Sobre a emergência climática, o boletim afirma que as respostas nacionais e internacionais têm variado entre “totalmente insuficientes e profundamente destrutivas”.

“Nenhuma das três cimeiras climáticas mais recentes da ONU enfatizou a eliminação progressiva dos combustíveis fósseis ou monitorar as emissões de dióxido de carbono”, afirmou, acrescentando que o presidente dos EUA, Donald Trump, “essencialmente declarou guerra contra energia renovável e políticas climáticas sensatasdestruindo implacavelmente os esforços nacionais para combater as alterações climáticas”.

Ao mesmo tempo, o Boletim observou que as energias renováveis, especialmente a eólica e a solar, viu um crescimento recorde em capacidade e geração em 2024, e que “as energias renováveis ​​e nuclear juntas ultrapassaram 40% da geração global de eletricidade pela primeira vez”.

Da Guerra Fria às alterações climáticas

O relógio é usado para simbolizar o quão perto os humanos estão da extinção.

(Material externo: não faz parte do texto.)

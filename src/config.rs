use std::sync::Arc;
use std::time::Duration;

use crate::batch::PollConfig;
use crate::engine::judge0::{Judge0Engine, RapidApiAuth};
use crate::engine::sphere::SphereEngine;
use crate::engine::stubs::{StubEngine, accepted_result};
use crate::engine::traits::JudgeEngine;

#[derive(Debug, thiserror::Error)]
pub enum ConfigError {
    #[error("Environment variable {0} is required for engine {1}")]
    MissingVariable(&'static str, &'static str),
    #[error("Unrecognized engine kind: {0:?} (expected judge0, sphere or stub)")]
    UnknownEngine(String),
    #[error("Failed to parse {name}: {value:?}")]
    InvalidValue { name: &'static str, value: String },
}

#[derive(Clone, Copy, Debug, PartialEq, Eq)]
pub enum EngineKind {
    Judge0,
    Sphere,
    Stub,
}

/// Engine selection and credentials, read from the environment.
#[derive(Clone, Debug)]
pub struct EngineConfig {
    pub kind: EngineKind,
    pub judge0_url: Option<String>,
    pub judge0_api_key: Option<String>,
    pub judge0_api_host: Option<String>,
    pub sphere_endpoint: Option<String>,
    pub sphere_token: Option<String>,
    pub sphere_wait: bool,
    pub poll: PollConfig,
}

impl EngineConfig {
    /// Read configuration from `JUDGE_ENGINE` and the engine-specific
    /// variables. Absent optional variables fall back to defaults; the
    /// stub engine needs nothing at all.
    pub fn from_env() -> Result<Self, ConfigError> {
        let kind = match std::env::var("JUDGE_ENGINE")
            .unwrap_or_else(|_| "stub".to_string())
            .to_ascii_lowercase()
            .as_str()
        {
            "judge0" => EngineKind::Judge0,
            "sphere" => EngineKind::Sphere,
            "stub" => EngineKind::Stub,
            other => return Err(ConfigError::UnknownEngine(other.to_string())),
        };

        let mut poll = PollConfig::default();
        if let Some(ms) = parse_ms("POLL_INTERVAL_MS")? {
            poll.interval = ms;
        }
        if let Some(ms) = parse_ms("POLL_TIMEOUT_MS")? {
            poll.budget = ms;
        }

        Ok(Self {
            kind,
            judge0_url: std::env::var("JUDGE0_URL").ok(),
            judge0_api_key: std::env::var("JUDGE0_API_KEY").ok(),
            judge0_api_host: std::env::var("JUDGE0_API_HOST").ok(),
            sphere_endpoint: std::env::var("SPHERE_ENDPOINT").ok(),
            sphere_token: std::env::var("SPHERE_TOKEN").ok(),
            sphere_wait: std::env::var("SPHERE_WAIT")
                .map(|v| v == "1" || v.eq_ignore_ascii_case("true"))
                .unwrap_or(false),
            poll,
        })
    }
}

fn parse_ms(name: &'static str) -> Result<Option<Duration>, ConfigError> {
    match std::env::var(name) {
        Err(_) => Ok(None),
        Ok(value) => value
            .parse::<u64>()
            .map(|ms| Some(Duration::from_millis(ms)))
            .map_err(|_| ConfigError::InvalidValue { name, value }),
    }
}

/// Build the configured engine adapter.
pub fn build_engine(config: &EngineConfig) -> Result<Arc<dyn JudgeEngine>, ConfigError> {
    match config.kind {
        EngineKind::Judge0 => {
            let base_url = config
                .judge0_url
                .clone()
                .ok_or(ConfigError::MissingVariable("JUDGE0_URL", "judge0"))?;
            let auth = match (&config.judge0_api_key, &config.judge0_api_host) {
                (Some(key), Some(host)) => Some(RapidApiAuth {
                    key: key.clone(),
                    host: host.clone(),
                }),
                _ => None,
            };
            Ok(Arc::new(Judge0Engine::new(base_url, auth)))
        }
        EngineKind::Sphere => {
            let endpoint = config
                .sphere_endpoint
                .clone()
                .ok_or(ConfigError::MissingVariable("SPHERE_ENDPOINT", "sphere"))?;
            let token = config
                .sphere_token
                .clone()
                .ok_or(ConfigError::MissingVariable("SPHERE_TOKEN", "sphere"))?;
            Ok(Arc::new(SphereEngine::new(
                endpoint,
                token,
                config.sphere_wait,
            )))
        }
        EngineKind::Stub => {
            // Answers every request with an accepted empty run; callers
            // script specific outputs via `respond_with`.
            let engine = StubEngine::new(Duration::from_millis(50), 1, false)
                .respond_with("", accepted_result(""));
            Ok(Arc::new(engine))
        }
    }
}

Desde o início da contagem regressiva do Juízo Final em 1947, o boletim variou suas avaliações entre 17 minutos a partir da meia-noite até a avaliação deste ano de 85 segundos.

O risco mais baixo de sempre foi registado em 1991, ano em que a Guerra Fria terminou oficialmente e os Estados Unidos e a Rússia começaram a fazer cortes significativos nos seus arsenais nucleares.

Apenas sete anos antes, em 1984, o relógio marcava três minutos para a meia-noite, um dos pontos mais baixos do período, pois indicava que o diálogo entre a União Soviética e os EUA tinha praticamente parado.

Nos tempos mais recentes, o relógio chegou perto da meia-noite, à medida que o Boletim avaliou cada vez mais a falta de ação em relação às alterações climáticas como uma ameaça significativa, juntamente com a guerra nuclear e outras questões globais.

Falando numa cerimónia de revelação da nova avaliação na terça-feira, Daniel Holz, professor de física, astronomia e astrofísica na Universidade de Chicago e presidente do Bulletin of the Atomic Scientists, disse que a ascensão de autocracias nacionalistas estava a aumentar uma série de ameaças.

“Os nossos maiores desafios exigem confiança e cooperação internacionais, e um mundo dividido em ‘nós contra eles’ deixará toda a humanidade mais vulnerável”, disse Holz.